Pour renforcer l’autonomie et l’indépendance de ces lieux de vie alternative, une structure associative basée à Fribourg a imaginé un montage juridique et financier original qui cherche à garantir la pérennité de leurs activités en faisant sortir de manière définitive les bâtiments qui les accueillent du marché immobilier spéculatif.
Vivre ensemble dans des lieux autogérés
Expérimenter la vie collective, l’autogestion et la démocratie directe sont des idées qui traversent la scène alternative allemande depuis les années 1970, période à laquelle sont apparues les premières maisons autogérées. Mais comment parvenir à vivre ensemble de manière harmonieuse quand les conditions environnantes ne sont pas favorables à de tels projets ? Souvent locataires de leurs murs, les groupes qui animent les Hausprojekte subissent les retombées de la pression immobilière. Confrontés à des loyers inaccessibles, à la réticence des propriétaires à mettre leur bien à disposition d’un projet alternatif, à des expulsions ou des démolitions, les candidats à la vie communautaire, presque inévitablement peu fournis en capital, aspirent à un lieu qui serait enfin entre les mains de celles et ceux qui l’habitent ou le font vivre.

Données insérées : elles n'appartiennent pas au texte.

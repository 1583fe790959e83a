// Copyright (C) 2026 The electionguard-core Authors.

#![deny(clippy::unwrap_used)]
#![deny(clippy::expect_used)]
#![deny(clippy::panic)]
#![deny(clippy::manual_assert)]

//! Exhaustive discrete-log table lookup.
//!
//! ElectionGuard never needs a *general* discrete log: every quantity
//! decrypted this way is a vote count, bounded above by the number of
//! cast ballots (or, for a single selection's tally, by the number of
//! cast ballots times 1). So `m` is found by building the table
//! `{g^0, g^1, ..., g^bound}` once and looking up `target` in it, rather
//! than running Pollard's rho or baby-step/giant-step.

use util::algebra::{FieldElement, Group, GroupElement, ScalarField};

use crate::errors::{EgError, EgResult};

/// A discrete-log table for a fixed group, good for any `target` known
/// in advance to correspond to an exponent `<= bound`.
pub struct DiscreteLogTable {
    /// `powers[i] == g^i`.
    powers: Vec<GroupElement>,
}

impl DiscreteLogTable {
    /// Builds the table `g^0 .. g^bound` inclusive.
    pub fn build(group: &Group, bound: u64) -> Self {
        let mut powers = Vec::with_capacity(bound as usize + 1);
        let mut cur = Group::one();
        powers.push(cur.clone());
        let g = group.generator();
        for _ in 0..bound {
            cur = cur.mul(&g, group);
            powers.push(cur.clone());
        }
        DiscreteLogTable { powers }
    }

    /// Finds `m` such that `g^m == target`, `0 <= m <= bound`.
    pub fn solve(&self, target: &GroupElement) -> EgResult<u64> {
        self.powers
            .iter()
            .position(|p| p == target)
            .map(|m| m as u64)
            .ok_or(EgError::RangeExceeded {
                bound: (self.powers.len() - 1) as u64,
            })
    }
}

/// Convenience one-shot solve without retaining a table; builds a table
/// of size `bound + 1` each call, so prefer [`DiscreteLogTable`] when
/// solving many targets against the same bound (the tally and
/// decryption mediator do).
pub fn solve_discrete_log(group: &Group, target: &GroupElement, bound: u64) -> EgResult<u64> {
    DiscreteLogTable::build(group, bound).solve(target)
}

/// `g^m mod p` for a small non-negative integer `m`, the inverse
/// operation of [`solve_discrete_log`].
pub fn g_pow(group: &Group, field: &ScalarField, m: u64) -> GroupElement {
    group.g_exp(&FieldElement::from_u64(m, field))
}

L’idée de devenir propriétaire collectivement commence à faire son chemin… Mais les crédits immobiliers sont chers, les taux d’intérêts trop élevés et les loyers de ce genre de projets doivent rester supportables socialement.
Ces difficultés, le groupe à l’origine du Grether Projekt à Fribourg les a rencontrées une à une au cours des années 1980. De leur expérience et des solutions qui ont été élaborées pour contourner les obstacles variés est né le Mietshäuser Syndikat. Les statuts déposés en 1992 décrivent une « structure associative de soutien à l’habitat collectif autogéré ». Mais le Mietshäuser Syndikat est en réalité un peu plus que cela.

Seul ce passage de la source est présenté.